China spielt eine entscheidende Rolle dabei, Hongkong zu einem Zentrum für Innovation im Bereich Kryptowährungen zu machen, dennoch schafft die strenge regulatorische Umgebung der Stadt Reibungen für diejenigen, die in den Markt eintreten möchten. In den letzten Jahren hat sich Hongkong als kryptofreundliche Jurisdiktion positioniert, die klare Vorschriften und einen starken staatlichen Druck für die Blockchain-Entwicklung bietet. Ohne Kapitalertragssteuer auf Kryptowährungen und mit einem klar definierten Lizenzregime zielt die Stadt darauf ab, Innovatoren und Investoren anzuziehen und gleichzeitig Stabilität zu gewährleisten.
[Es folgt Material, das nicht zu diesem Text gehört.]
// Copyright 2019-2026 Maravilla Labs, operated by SOLUTAS GmbH, Switzerland
// SPDX-License-Identifier: Apache-2.0
// SPDX-License-Identifier: MIT

//! The command loop.
//!
//! Lines are read in order. `set:` is applied before the next line is read;
//! requests run concurrently, each as its own task with the engine work on a
//! blocking thread. Responses go through one channel to a single writer and
//! appear in completion order.

use crate::admission::Admission;
use crate::commands::{self, Command};
use crate::watcher::TemplateWatcher;
use std::path::Path;
use std::sync::{Arc, Mutex};
use std::time::Duration;
use tokio::io::{AsyncBufReadExt, AsyncRead, AsyncWrite, AsyncWriteExt, BufReader};
use tokio::sync::mpsc;
use turbx::{options, Engine, ResourceResolver};

/// Runtime settings of the command server.
#[derive(Debug, Clone)]
pub struct ServerSettings {
    /// Free memory floor in MiB.
    pub memory_floor_mb: u64,
    /// Watcher debounce.
    pub debounce: Duration,
    /// Watch the template root for changes.
    pub watch: bool,
}

impl Default for ServerSettings {
    fn default() -> Self {
        Self {
            memory_floor_mb: 10,
            debounce: Duration::from_millis(100),
            watch: true,
        }
    }
}

/// A command server over one engine.
pub struct Server<R: ResourceResolver> {
    engine: Arc<Engine<R>>,
    admission: Admission,
    settings: ServerSettings,
    watcher: Mutex<Option<TemplateWatcher>>,
}

impl<R: ResourceResolver + std::fmt::Debug> std::fmt::Debug for Server<R> {
    fn fmt(&self, f: &mut std::fmt::Formatter<'_>) -> std::fmt::Result {
        f.debug_struct("Server")
            .field("engine", &self.engine)
            .field("settings", &self.settings)
            .finish()
    }
}

impl<R: ResourceResolver> Server<R> {
    /// Creates a server.
    pub fn new(engine: Arc<Engine<R>>, settings: ServerSettings) -> Self {
        Self {
            engine,
            admission: Admission::new(settings.memory_floor_mb),
            settings,
            watcher: Mutex::new(None),
        }
    }

    /// The engine the server renders with.
    pub fn engine(&self) -> &Arc<Engine<R>> {
        &self.engine
    }

    /// Sets an engine option. Changing `root` or `ext` restarts the watcher.
    pub fn set_option(&self, key: &str, value: &str) {
        self.engine.set_option(key, value);
        if self.settings.watch && matches!(key, options::ROOT | options::EXT) {
            self.restart_watcher();
        }
    }

    fn restart_watcher(&self) {
        let Ok(mut slot) = self.watcher.lock() else {
            tracing::warn!("Watcher slot is poisoned");
            return;
        };
        *slot = None;
        let opts = self.engine.options();
        if opts.root.is_empty() {
            return;
        }
        let engine = Arc::clone(&self.engine);
        let watched = TemplateWatcher::new(Path::new(&opts.root), &opts.ext, self.settings.debounce, move |paths| {
            for path in paths {
                let path = turbx::resolver::path_to_string(&path);
                if let Err(e) = engine.invalidate(&path) {
                    tracing::warn!("Failed to invalidate {}: {}", path, e);
                }
            }
        });
        match watched {
            Ok(watcher) => *slot = Some(watcher),
            Err(e) => tracing::warn!("Cannot watch {}: {}", opts.root, e),
        }
    }

    /// Reads commands from `input` until it ends or `stop` arrives, writing
    /// responses to `output`. Waits for in-flight requests before returning
    /// the writer.
    pub async fn serve<I, O>(self: Arc<Self>, input: I, output: O) -> anyhow::Result<O>
    where
        I: AsyncRead + Unpin,
        O: AsyncWrite + Unpin + Send + 'static,
    {
        let (tx, mut rx) = mpsc::channel::<String>(256);
        let writer = tokio::spawn(async move {
            let mut output = output;
            while let Some(line) = rx.recv().await {
                output.write_all(line.as_bytes()).await?;
                output.write_all(b"\n").await?;
                output.flush().await?;
            }
            Ok::<O, std::io::Error>(output)
        });

        let mut lines = BufReader::new(input).lines();
        while let Some(line) = lines.next_line().await? {
            let Some(command) = Command::parse(&line) else {
                tracing::debug!("Dropping malformed line");
                continue;
            };
            match command {
                Command::Ping => {
                    if tx.send("pong".to_string()).await.is_err() {
                        break;
                    }
                }
                Command::Stop => break,
                Command::Set { key, value } => self.set_option(&key, &value),
                request => {
                    let server = Arc::clone(&self);
                    let tx = tx.clone();
                    tokio::spawn(async move {
                        server.admission.admit().await;
                        let engine = Arc::clone(&server.engine);
                        let id = request.id().unwrap_or_default().to_string();
                        let response = match tokio::task::spawn_blocking(move || commands::execute(&engine, &request)).await {
                            Ok(response) => response,
                            Err(e) => {
                                tracing::error!("Request {} panicked: {}", id, e);
                                Some(format!("{}:error", id))
                            }
                        };
                        if let Some(line) = response {
                            let _ = tx.send(line).await;
                        }
                    });
                }
            }
        }

        drop(tx);
        let output = writer.await??;
        Ok(output)
    }
}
Dennoch ist der Eintritt in den Krypto-Sektor Hongkongs nicht einfach. Unternehmen müssen umfassende Anti-Geldwäsche- und Know-Your-Customer-Protokolle einhalten, rigorose Risikomanagementverfahren durchlaufen und sorgfältige Aufzeichnungen über Kundenvermögen und Transaktionen führen. Alle Handelsplattformen für virtuelle Assets müssen eine Lizenz von der Securities and Futures Commission (SFC) erhalten. Hohe Standards für die Lizenzierung und die laufende Compliance, einschließlich Anforderungen an die Verwahrung und Trennung von Vermögenswerten, erhöhen die Kosten und Komplexität erheblich.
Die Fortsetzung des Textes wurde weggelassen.